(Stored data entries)

☆ ☆ ☆ ☆ ☆

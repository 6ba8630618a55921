use std::collections::HashMap;

use num_bigint::{BigUint, RandBigInt};
use rand::Rng;

use crate::bdd::Bdd;
use crate::reference::Ref;

/// Model counting and sampling over an explicit, ascending variable domain.
///
/// The domain must contain every variable of the counted BDD; variables of the domain that
/// the BDD does not test are free and double the count.
pub struct Counter<'a> {
    bdd: &'a Bdd,
    domain: &'a [u32],
    cache: HashMap<u32, BigUint>,
}

impl<'a> Counter<'a> {
    pub fn new(bdd: &'a Bdd, domain: &'a [u32]) -> Self {
        debug_assert!(domain.windows(2).all(|w| w[0] < w[1]), "domain must be sorted");
        Self {
            bdd,
            domain,
            cache: HashMap::new(),
        }
    }

    fn position(&self, v: u32) -> usize {
        match self.domain.binary_search(&v) {
            Ok(p) => p,
            Err(_) => panic!("Variable {} is outside of the counting domain", v),
        }
    }

    /// Number of assignments to `domain[from..]` that satisfy `node`.
    pub fn count_from(&mut self, node: Ref, from: usize) -> BigUint {
        let n = self.domain.len();
        if self.bdd.is_zero(node) {
            return BigUint::ZERO;
        }
        if self.bdd.is_one(node) {
            return BigUint::from(1u32) << (n - from);
        }

        let p = self.position(self.bdd.variable(node.index()));
        assert!(p >= from);
        let regular = self.count_top(node.index(), p);
        let count = if node.is_negated() {
            (BigUint::from(1u32) << (n - p)) - regular
        } else {
            regular
        };
        count << (p - from)
    }

    fn count_top(&mut self, index: u32, p: usize) -> BigUint {
        if let Some(count) = self.cache.get(&index) {
            return count.clone();
        }
        let low = self.bdd.low(index);
        let high = self.bdd.high(index);
        let count = self.count_from(low, p + 1) + self.count_from(high, p + 1);
        self.cache.insert(index, count.clone());
        count
    }

    pub fn count(&mut self, node: Ref) -> BigUint {
        self.count_from(node, 0)
    }

    /// Draw a satisfying assignment uniformly at random.
    ///
    /// The result is aligned with the domain. Returns `None` for the constant false function.
    pub fn sample<R: Rng + ?Sized>(&mut self, node: Ref, rng: &mut R) -> Option<Vec<bool>> {
        if self.bdd.is_zero(node) {
            return None;
        }

        let mut values = Vec::with_capacity(self.domain.len());
        let mut current = node;
        for i in 0..self.domain.len() {
            if self.bdd.is_terminal(current) || self.bdd.variable(current.index()) != self.domain[i] {
                values.push(rng.gen::<bool>());
                continue;
            }
            let low = self.bdd.low_node(current);
            let high = self.bdd.high_node(current);
            let count_low = self.count_from(low, i + 1);
            let count_high = self.count_from(high, i + 1);
            let total = &count_low + &count_high;
            let take_high = rng.gen_biguint_below(&total) >= count_low;
            values.push(take_high);
            current = if take_high { high } else { low };
        }
        assert!(self.bdd.is_one(current));

        Some(values)
    }
}

impl Bdd {
    /// Returns one satisfying assignment as signed variable indices, if any exists.
    ///
    /// The high branch is preferred at every node, and only tested variables are listed.
    pub fn one_sat(&self, node: Ref) -> Option<Vec<i32>> {
        if self.is_zero(node) {
            return None;
        }

        let mut path = Vec::new();
        let mut current = node;
        while !self.is_one(current) {
            let v = self.variable(current.index()) as i32;
            let high = self.high_node(current);
            if !self.is_zero(high) {
                path.push(v);
                current = high;
            } else {
                path.push(-v);
                current = self.low_node(current);
            }
        }

        Some(path)
    }

    pub fn sat_count(&self, node: Ref, domain: &[u32]) -> BigUint {
        Counter::new(self, domain).count(node)
    }
}

#[cfg(test)]
mod tests {
    use rand::rngs::StdRng;
    use rand::SeedableRng;

    use super::*;
    use test_log::test;

    #[test]
    fn test_one_sat() {
        let bdd = Bdd::default();

        let f = bdd.mk_cube([1, -2, -3]);
        let model = bdd.one_sat(f);
        assert_eq!(model, Some(vec![1, -2, -3]));

        let g = bdd.apply_and(f, -bdd.mk_cube(model.unwrap()));
        assert_eq!(bdd.one_sat(g), None);
    }

    #[test]
    fn test_one_sat_prefers_high() {
        let bdd = Bdd::default();
        let f = bdd.mk_clause([1, 2]);
        assert_eq!(bdd.one_sat(f), Some(vec![1]));
    }

    #[test]
    fn test_sat_count_terminal() {
        let bdd = Bdd::default();
        assert_eq!(bdd.sat_count(bdd.zero(), &[1, 2, 3]), BigUint::from(0u32));
        assert_eq!(bdd.sat_count(bdd.one(), &[1]), BigUint::from(2u32));
        assert_eq!(bdd.sat_count(bdd.one(), &[1, 2, 3]), BigUint::from(8u32));
    }

    #[test]
    fn test_sat_count_cube_and_clause() {
        let bdd = Bdd::default();

        let f = bdd.mk_cube([2, 4]);
        assert_eq!(bdd.sat_count(f, &[2, 4]), BigUint::from(1u32));
        assert_eq!(bdd.sat_count(f, &[1, 2, 3, 4]), BigUint::from(4u32));
        assert_eq!(bdd.sat_count(-f, &[1, 2, 3, 4]), BigUint::from(12u32));

        let g = bdd.mk_clause([1, 2]);
        assert_eq!(bdd.sat_count(g, &[1, 2]), BigUint::from(3u32));
        assert_eq!(bdd.sat_count(g, &[1, 2, 5]), BigUint::from(6u32));
    }

    #[test]
    fn test_sample_satisfies() {
        let bdd = Bdd::default();
        let f = bdd.apply_xor(bdd.mk_var(1), bdd.mk_var(3));
        let domain = [1, 2, 3];
        let mut rng = StdRng::seed_from_u64(7);
        let mut counter = Counter::new(&bdd, &domain);
        for _ in 0..50 {
            let values = counter.sample(f, &mut rng).unwrap();
            assert_ne!(values[0], values[2]);
        }
        assert_eq!(counter.sample(bdd.zero(), &mut rng), None);
    }

    #[test]
    fn test_sample_is_roughly_uniform() {
        // x1 | x2 has three models; each should show up.
        let bdd = Bdd::default();
        let f = bdd.mk_clause([1, 2]);
        let domain = [1, 2];
        let mut rng = StdRng::seed_from_u64(42);
        let mut counter = Counter::new(&bdd, &domain);
        let mut seen = HashMap::new();
        for _ in 0..300 {
            let values = counter.sample(f, &mut rng).unwrap();
            *seen.entry(values).or_insert(0) += 1;
        }
        assert_eq!(seen.len(), 3);
        assert!(!seen.contains_key(&vec![false, false]));
        for &n in seen.values() {
            assert!(n > 50, "skewed sample: {:?}", seen);
        }
    }
}
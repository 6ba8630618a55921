use std::marker::PhantomData;

use rand::Rng;

use crate::error::{Error, Result};
use crate::variables::RandType;

#[derive(Debug, Copy, Clone, Eq, PartialEq)]
struct WeightedRange {
    lo: i128,
    hi: i128,
    weight: u128,
}

/// Value distribution for a random variable.
///
/// A distribution is a set of disjoint ranges, each with a weight. By default a range
/// weighs as much as it has values, so plain ranges are sampled uniformly over their union.
/// A distribution without ranges is uniform over the whole type.
#[derive(Debug, Clone)]
pub struct Distribution<T: RandType> {
    ranges: Vec<WeightedRange>,
    total: u128,
    probability: Option<f64>,
    _marker: PhantomData<T>,
}

impl<T: RandType> Default for Distribution<T> {
    fn default() -> Self {
        Self {
            ranges: Vec::new(),
            total: 0,
            probability: None,
            _marker: PhantomData,
        }
    }
}

impl<T: RandType> Distribution<T> {
    pub fn new() -> Self {
        Self::default()
    }

    pub fn is_empty(&self) -> bool {
        self.ranges.is_empty() && self.probability.is_none()
    }

    /// Add the inclusive range `lo..=hi`, weighted by its size.
    pub fn range(self, lo: T, hi: T) -> Result<Self> {
        let weight = (hi.to_i128() - lo.to_i128() + 1).max(0) as u128;
        self.weighted_range(lo, hi, weight)
    }

    pub fn weighted_range(mut self, lo: T, hi: T, weight: u128) -> Result<Self> {
        let (lo, hi) = (lo.to_i128(), hi.to_i128());
        if lo > hi {
            return Err(Error::InvalidRange(lo, hi));
        }
        if self.ranges.iter().any(|r| r.lo <= hi && lo <= r.hi) {
            return Err(Error::OverlappingRange);
        }
        if weight == 0 {
            return Err(Error::InvalidWeight(weight));
        }
        self.total = self.total.checked_add(weight).ok_or(Error::WeightOverflow)?;
        self.ranges.push(WeightedRange { lo, hi, weight });
        Ok(self)
    }

    pub fn value(self, value: T) -> Result<Self> {
        self.weighted_range(value, value, 1)
    }

    pub fn weighted_value(self, value: T, weight: u128) -> Result<Self> {
        self.weighted_range(value, value, weight)
    }

    pub fn next_value<R: Rng + ?Sized>(&self, rng: &mut R) -> T {
        if let Some(p) = self.probability {
            return T::from_i128(rng.gen_bool(p) as i128);
        }

        if self.ranges.is_empty() {
            return T::from_bits(rng.next_u64());
        }

        let mut pick = rng.gen_range(0..self.total);
        for r in &self.ranges {
            if pick < r.weight {
                return T::from_i128(rng.gen_range(r.lo..=r.hi));
            }
            pick -= r.weight;
        }
        unreachable!("pick is below the total weight")
    }
}

impl Distribution<bool> {
    /// `true` with probability `p`.
    pub fn bernoulli(p: f64) -> Self {
        assert!((0.0..=1.0).contains(&p), "Probability {} is outside of [0, 1]", p);
        Self {
            ranges: Vec::new(),
            total: 0,
            probability: Some(p),
            _marker: PhantomData,
        }
    }
}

☆ ☆ ☆ ☆ ☆

Count the lines of the data that hold the string "RandType", and give that number as the entire reply.

### Answer to this task
4